As for buses, customer expectations for a comfortable journey are constantly rising. This will spur demand for buses from reduced fleet age due to expectations for a comfortable journey which will also reduce fleet replacement cycle gradually.
Pent-up industry demand:
The transition to GST could be seen as disruptive period, but many industries are now gaining their momentum and stabilising. Core industries and others such as steel, automobiles, port traffic, are growing at a healthy pace. This may be why the ICRA expects the domestic CV industry to register a growth of six to seven per cent in FY 2018.
Growth-led demand for tipper trucks is supported by mining being resumed in several states. ICRA also notes that the segment has outperformed the industry during the current fiscal. The revamping of their supply chain network and adopting a “hub-and-spoke” model has forced companies to buy higher tonnage trucks (above 35 T), which at present accounts for 15 per cent of unit sales in the Indian truck market. The demand build-up cannot be ignored, in addition to “higher budgetary allocation towards infrastructure and rural sectors and stricter implementation of regulatory norms especially related to vehicle length (for certain applications) and overloading norms”.
The LCV segment is believed to benefit from the GST roll-out as well its impact on the logistics sector. The hub-and-spoke model of distribution, which is preferred by industries, will also prove conducive to growth.
While the ICRA expects a drop in the sales of buses (10 to 12 per cent), the segment is expectd to grow in the medium term as the government focuses on urban and rural transport development and Smart City initiatives. The report, additionally, terms demand from online aggregators and staff carriers as “healthy” and a “stable source for the bus market in India”.
Hope for exports:
CV OEMs are still hopeful about the future of exports as they are preparing for expansion in the Middle East, Asian and African markets. In addition, new product line-up and technology upgradation are now allow them to enter relatively advance markets of South-East Asia.

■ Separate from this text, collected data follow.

//! Sample point and project polygon storage.
//!
//! # Invariants
//! - A point upload and the polygon refresh derived from it commit together.
//! - A project without points has no polygon row.

use super::filter::{ProjectFilter, PROJECT_JOINS_SQL};
use super::{parse_uuid, RepoResult, WriteScope};
use crate::model::project::ProjectId;
use crate::model::spatial::{SamplePoint, UploadMode};
use rusqlite::types::Value;
use rusqlite::{params, params_from_iter, Connection, OptionalExtension, Row};
use serde::{Deserialize, Serialize};

/// A sample point joined with the project attributes the API exposes.
#[derive(Debug, Clone, PartialEq, Serialize, Deserialize)]
pub struct PointListing {
    pub project_uuid: ProjectId,
    pub prj_cd: String,
    pub prj_nm: String,
    pub year: i32,
    pub project_type: String,
    pub label: String,
    pub dd_lat: f64,
    pub dd_lon: f64,
}

pub trait PointRepository {
    /// Stores `points` (replacing or appending) and the refreshed polygon.
    fn store_points(
        &self,
        project: ProjectId,
        points: &[SamplePoint],
        mode: UploadMode,
        polygon_wkt: Option<&str>,
    ) -> RepoResult<()>;
    fn project_points(&self, project: ProjectId) -> RepoResult<Vec<SamplePoint>>;
    fn project_polygon(&self, project: ProjectId) -> RepoResult<Option<String>>;
    /// Points of every project matching the SQL part of `filter`.
    fn list_points(&self, filter: &ProjectFilter) -> RepoResult<Vec<PointListing>>;
}

pub struct SqlitePointRepository<'conn> {
    conn: &'conn Connection,
}

impl<'conn> SqlitePointRepository<'conn> {
    pub fn new(conn: &'conn Connection) -> Self {
        Self { conn }
    }
}

impl PointRepository for SqlitePointRepository<'_> {
    fn store_points(
        &self,
        project: ProjectId,
        points: &[SamplePoint],
        mode: UploadMode,
        polygon_wkt: Option<&str>,
    ) -> RepoResult<()> {
        let tx = WriteScope::begin(self.conn)?;
        if mode == UploadMode::Replace {
            tx.execute(
                "DELETE FROM sample_points WHERE project_uuid = ?1;",
                [project.to_string()],
            )?;
        }
        for point in points {
            tx.execute(
                "INSERT INTO sample_points (uuid, project_uuid, label, dd_lat, dd_lon)
                 VALUES (?1, ?2, ?3, ?4, ?5);",
                params![
                    point.uuid.to_string(),
                    project.to_string(),
                    point.label,
                    point.dd_lat,
                    point.dd_lon,
                ],
            )?;
        }
        match polygon_wkt {
            Some(wkt) => {
                tx.execute(
                    "INSERT INTO project_polygons (project_uuid, geom_wkt) VALUES (?1, ?2)
                     ON CONFLICT(project_uuid) DO UPDATE SET geom_wkt = excluded.geom_wkt;",
                    params![project.to_string(), wkt],
                )?;
            }
            None => {
                tx.execute(
                    "DELETE FROM project_polygons WHERE project_uuid = ?1;",
                    [project.to_string()],
                )?;
            }
        }
        tx.commit()?;
        Ok(())
    }

    fn project_points(&self, project: ProjectId) -> RepoResult<Vec<SamplePoint>> {
        let mut stmt = self.conn.prepare(
            "SELECT uuid, project_uuid, label, dd_lat, dd_lon
             FROM sample_points
             WHERE project_uuid = ?1
             ORDER BY label ASC, rowid ASC;",
        )?;
        let mut rows = stmt.query([project.to_string()])?;
        let mut points = Vec::new();
        while let Some(row) = rows.next()? {
            points.push(parse_point_row(row)?);
        }
        Ok(points)
    }

    fn project_polygon(&self, project: ProjectId) -> RepoResult<Option<String>> {
        let wkt = self
            .conn
            .query_row(
                "SELECT geom_wkt FROM project_polygons WHERE project_uuid = ?1;",
                [project.to_string()],
                |row| row.get(0),
            )
            .optional()?;
        Ok(wkt)
    }

    fn list_points(&self, filter: &ProjectFilter) -> RepoResult<Vec<PointListing>> {
        let mut sql = format!(
            "SELECT
                p.uuid AS project_uuid,
                p.prj_cd AS prj_cd,
                p.prj_nm AS prj_nm,
                p.year AS year,
                pt.project_type AS project_type,
                sp.label AS label,
                sp.dd_lat AS dd_lat,
                sp.dd_lon AS dd_lon
             FROM {PROJECT_JOINS_SQL}
             JOIN sample_points sp ON sp.project_uuid = p.uuid
             WHERE 1 = 1"
        );
        let mut binds: Vec<Value> = Vec::new();
        filter.push_sql(&mut sql, &mut binds);
        sql.push_str(" ORDER BY p.prj_cd ASC, sp.label ASC, sp.rowid ASC");

        let mut stmt = self.conn.prepare(&sql)?;
        let mut rows = stmt.query(params_from_iter(binds))?;
        let mut listings = Vec::new();
        while let Some(row) = rows.next()? {
            let project_text: String = row.get("project_uuid")?;
            listings.push(PointListing {
                project_uuid: parse_uuid(&project_text, "projects.uuid")?,
                prj_cd: row.get("prj_cd")?,
                prj_nm: row.get("prj_nm")?,
                year: row.get("year")?,
                project_type: row.get("project_type")?,
                label: row.get("label")?,
                dd_lat: row.get("dd_lat")?,
                dd_lon: row.get("dd_lon")?,
            });
        }
        Ok(listings)
    }
}

fn parse_point_row(row: &Row<'_>) -> RepoResult<SamplePoint> {
    let uuid_text: String = row.get("uuid")?;
    let project_text: String = row.get("project_uuid")?;
    Ok(SamplePoint {
        uuid: parse_uuid(&uuid_text, "sample_points.uuid")?,
        project_uuid: parse_uuid(&project_text, "sample_points.project_uuid")?,
        label: row.get("label")?,
        dd_lat: row.get("dd_lat")?,
        dd_lon: row.get("dd_lon")?,
    })
}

ICRA believes that CV exports are likely to grow at a CAGR of 12 to 15 per cent over the medium-term, driven by a combination of expanding market coverage by Indian OEMs in new markets, scale-up in exports from foreign CV OEMs and growing demand from some of the existing markets in the SAARC region. In order to compete more effectively with foreign OEMs, especially from China, domestic players have also renewed their plans of setting up assembly operations in multiple markets, a strategy which had taken a back seat in the past few years.
The future of CV OEMs
The ICRA believes the performace of OEMs in FY 2018 is likely to remain at 6.5 to seven per cent as compared to six per cent in FY 2017, on account of the sharp decline in MHCV and bus sales in the first quarter. On top of that, OEMs may not be able to cover costs related to BS-IV technology upgradation owing to relatively subdued demand. Increase in discount levels and reversal in material costs because of partial recovery in steel prices and other overheads are other reasons why they may not see a bigger growth margin.
Despite marginal contraction in earnings, credit profile of CV OEMs are expected to remain stable in the near-to-medium term on back of relatively limited CAPEX requirements. As industry’s capacity utilisation levels remain around 50 to 55 per cent, most OEMs are unlikely to invest in Greenfield units over the next three years. This would mean that overall investments will be limited to new product development, addressing portfolio gaps and technology upgradation related to next level of emission norms. With an eye of growing international business, some of the OEMs are also contemplating setting-up assembly units overseas. ICRA estimates the CV OEMs will spend approximately Rs 31 to 33 billion pa(on aggregate basis) over the medium-term in the aforementioned areas.